**What to produce**
Each line in the data holding "BoundarySide" should be listed.

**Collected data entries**
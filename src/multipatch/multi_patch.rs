use std::fmt;
use std::sync::Arc;

use crate::bounding_box::BoundingBox;
use crate::error::{GeometryError, GeometryResult};
use crate::interface::interface_index_pairs;
use crate::misc::FloatingPoint;
use crate::patch::{PatchAccess, PatchPtr};

use super::DisjointSet;

/// Global numbering of the control variables, valid for the patch revisions it was built from.
#[derive(Clone, Debug)]
struct Numbering {
    system_size: usize,
    equation_ids: Vec<Vec<usize>>,
    revisions: Vec<u64>,
}

/// Insertion-ordered collection of patches with unique ids.
///
/// Patches are shared handles, so refining a patch through any handle is seen here.
/// `enumerate` numbers the control variables across the collection,
/// giving a single index to the control points matched by an interface.
///
/// # Example
/// ```
/// use isopatch::prelude::*;
///
/// let left = Patch::try_new(
///     1,
///     FunctionSpace::rectangular(1, 1),
///     ControlGrid::rectangular(0., 0., 2, 2, 1., 1.),
/// ).unwrap().into_ptr();
/// let right = Patch::try_new(
///     2,
///     FunctionSpace::rectangular(1, 1),
///     ControlGrid::rectangular(1., 0., 2, 2, 2., 1.),
/// ).unwrap().into_ptr();
/// make_interface(
///     &left,
///     BoundarySide::RIGHT,
///     &right,
///     BoundarySide::LEFT,
///     BoundaryDirection::Forward,
/// )
/// .unwrap();
///
/// let mut multipatch = MultiPatch::new();
/// multipatch.add_patch(left).unwrap();
/// multipatch.add_patch(right).unwrap();
/// assert_eq!(multipatch.enumerate().unwrap(), 6);
/// assert_eq!(multipatch.equation_ids(2).unwrap(), vec![1, 4, 3, 5]);
/// ```
#[derive(Clone)]
pub struct MultiPatch<T: FloatingPoint> {
    patches: Vec<PatchPtr<T>>,
    numbering: Option<Numbering>,
}

impl<T: FloatingPoint> MultiPatch<T> {
    pub fn new() -> Self {
        Self {
            patches: vec![],
            numbering: None,
        }
    }

    /// Add a patch, failing when its id is already in use
    pub fn add_patch(&mut self, patch: PatchPtr<T>) -> GeometryResult<()> {
        let id = patch.patch().id();
        if self.patches.iter().any(|p| Arc::ptr_eq(p, &patch) || p.patch().id() == id) {
            return Err(GeometryError::DuplicateId(id));
        }
        self.patches.push(patch);
        self.numbering = None;
        Ok(())
    }

    pub fn get(&self, id: usize) -> GeometryResult<PatchPtr<T>> {
        self.position(id).map(|i| self.patches[i].clone())
    }

    /// Take a patch out of the collection.
    /// Its interfaces are kept, they are ignored by the enumeration of the remaining patches.
    pub fn remove_patch(&mut self, id: usize) -> GeometryResult<PatchPtr<T>> {
        let i = self.position(id)?;
        self.numbering = None;
        Ok(self.patches.remove(i))
    }

    /// Change the id of a patch of the collection.
    ///
    /// This is the only way to rename a shared patch, so ids stay unique:
    /// ```compile_fail
    /// use isopatch::prelude::*;
    ///
    /// let patch = Patch::new(1, FunctionSpace::<f64>::rectangular(1, 1)).into_ptr();
    /// patch.patch_mut().set_id(2);
    /// ```
    pub fn set_patch_id(&mut self, old: usize, new: usize) -> GeometryResult<()> {
        let i = self.position(old)?;
        if old != new && self.position(new).is_ok() {
            return Err(GeometryError::DuplicateId(new));
        }
        self.patches[i].patch_mut().set_id(new);
        Ok(())
    }

    fn position(&self, id: usize) -> GeometryResult<usize> {
        self.patches
            .iter()
            .position(|p| p.patch().id() == id)
            .ok_or(GeometryError::NotFound(id))
    }

    /// Patches in insertion order
    pub fn iter(&self) -> std::slice::Iter<'_, PatchPtr<T>> {
        self.patches.iter()
    }

    pub fn ids(&self) -> Vec<usize> {
        self.patches.iter().map(|p| p.patch().id()).collect()
    }

    pub fn len(&self) -> usize {
        self.patches.len()
    }

    pub fn is_empty(&self) -> bool {
        self.patches.is_empty()
    }

    /// Number the control variables of every patch and return the size of the system.
    ///
    /// Control points matched across an interface share one index.
    /// Indices are handed out in insertion order of the patches, then in local order.
    /// Interfaces to patches outside the collection are ignored.
    pub fn enumerate(&mut self) -> GeometryResult<usize> {
        let mut offsets = Vec::with_capacity(self.patches.len());
        let mut total = 0;
        let mut ids = Vec::with_capacity(self.patches.len());
        for patch in self.patches.iter() {
            let guard = patch.patch();
            if ids.contains(&guard.id()) {
                return Err(GeometryError::DuplicateId(guard.id()));
            }
            ids.push(guard.id());
            offsets.push(total);
            total += guard.function_space().total_number();
        }

        let mut set = DisjointSet::new(total);
        for (i, patch) in self.patches.iter().enumerate() {
            let (space, entries, name) = {
                let guard = patch.patch();
                (
                    guard.function_space().clone(),
                    guard.interfaces().cloned().collect::<Vec<_>>(),
                    guard.name(),
                )
            };
            for entry in entries.iter() {
                let neighbor = entry
                    .neighbor()
                    .and_then(|n| self.patches.iter().position(|p| Arc::ptr_eq(p, &n)));
                let Some(j) = neighbor else {
                    log::warn!(
                        "{}: the neighbor on side {} is not part of the multipatch",
                        name,
                        entry.side()
                    );
                    continue;
                };
                // every interface is listed on both patches
                if j < i || (j == i && entry.neighbor_side() < entry.side()) {
                    continue;
                }
                let neighbor_space = if j == i {
                    space.clone()
                } else {
                    self.patches[j].patch().function_space().clone()
                };
                let pairs = interface_index_pairs(
                    &space,
                    entry.side(),
                    &neighbor_space,
                    entry.neighbor_side(),
                    &entry.orientation(),
                )?;
                for (a, b) in pairs {
                    set.union(offsets[i] + a, offsets[j] + b);
                }
            }
        }

        let mut index_of_root = vec![usize::MAX; total];
        let mut system_size = 0;
        let mut equation_ids = Vec::with_capacity(self.patches.len());
        let mut revisions = Vec::with_capacity(self.patches.len());
        for (i, patch) in self.patches.iter().enumerate() {
            let guard = patch.patch();
            let n = guard.function_space().total_number();
            let patch_ids: Vec<usize> = (0..n)
                .map(|local| {
                    let root = set.find(offsets[i] + local);
                    if index_of_root[root] == usize::MAX {
                        index_of_root[root] = system_size;
                        system_size += 1;
                    }
                    index_of_root[root]
                })
                .collect();
            equation_ids.push(patch_ids);
            revisions.push(guard.revision());
        }

        log::debug!(
            "enumerated {} patches: {} control variables, {} shared",
            self.patches.len(),
            system_size,
            total - system_size
        );
        self.numbering = Some(Numbering {
            system_size,
            equation_ids,
            revisions,
        });
        Ok(system_size)
    }

    /// Whether the numbering matches the current state of every patch
    pub fn is_enumerated(&self) -> bool {
        self.numbering.as_ref().is_some_and(|numbering| {
            numbering.revisions.len() == self.patches.len()
                && self
                    .patches
                    .iter()
                    .zip(numbering.revisions.iter())
                    .all(|(p, r)| p.patch().revision() == *r)
        })
    }

    fn current_numbering(&self) -> GeometryResult<&Numbering> {
        if !self.is_enumerated() {
            return Err(GeometryError::StaleEnumeration);
        }
        self.numbering.as_ref().ok_or(GeometryError::StaleEnumeration)
    }

    /// Number of distinct control variables of the last enumeration
    pub fn system_size(&self) -> GeometryResult<usize> {
        Ok(self.current_numbering()?.system_size)
    }

    /// Global index of every control point of a patch, in the linear order of its grid
    pub fn equation_ids(&self, id: usize) -> GeometryResult<Vec<usize>> {
        let numbering = self.current_numbering()?;
        let i = self.position(id)?;
        Ok(numbering.equation_ids[i].clone())
    }

    /// Box around the control points of every patch
    pub fn bounding_box(&self) -> GeometryResult<BoundingBox<T>> {
        let mut boxes = self.patches.iter().map(|p| p.patch().bounding_box());
        let first = boxes
            .next()
            .ok_or_else(|| GeometryError::DegenerateGeometry("empty multipatch".to_string()))??;
        boxes.try_fold(first, |acc, b| Ok(acc.union(&b?)))
    }

    /// Validate every patch and the uniqueness of the ids
    pub fn validate(&self) -> GeometryResult<()> {
        let mut ids = vec![];
        for patch in self.patches.iter() {
            let guard = patch.patch();
            if ids.contains(&guard.id()) {
                return Err(GeometryError::DuplicateId(guard.id()));
            }
            ids.push(guard.id());
            guard.validate()?;
        }
        Ok(())
    }
}

impl<T: FloatingPoint> Default for MultiPatch<T> {
    fn default() -> Self {
        Self::new()
    }
}

impl<T: FloatingPoint> fmt::Display for MultiPatch<T> {
    fn fmt(&self, f: &mut fmt::Formatter<'_>) -> fmt::Result {
        writeln!(f, "MultiPatch ({} patches)", self.patches.len())?;
        match self.numbering.as_ref() {
            Some(numbering) if self.is_enumerated() => {
                writeln!(f, "  enumerated: {} control variables", numbering.system_size)?
            }
            _ => writeln!(f, "  not enumerated")?,
        }
        for patch in self.patches.iter() {
            write!(f, "{}", patch.patch())?;
        }
        Ok(())
    }
}

impl<T: FloatingPoint> fmt::Debug for MultiPatch<T> {
    fn fmt(&self, f: &mut fmt::Formatter<'_>) -> fmt::Result {
        f.debug_struct("MultiPatch")
            .field("ids", &self.ids())
            .field("enumerated", &self.is_enumerated())
            .finish()
    }
}

impl<'a, T: FloatingPoint> IntoIterator for &'a MultiPatch<T> {
    type Item = &'a PatchPtr<T>;
    type IntoIter = std::slice::Iter<'a, PatchPtr<T>>;

    fn into_iter(self) -> Self::IntoIter {
        self.patches.iter()
    }
}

**Task solution**
///     BoundarySide::RIGHT,
///     BoundarySide::LEFT,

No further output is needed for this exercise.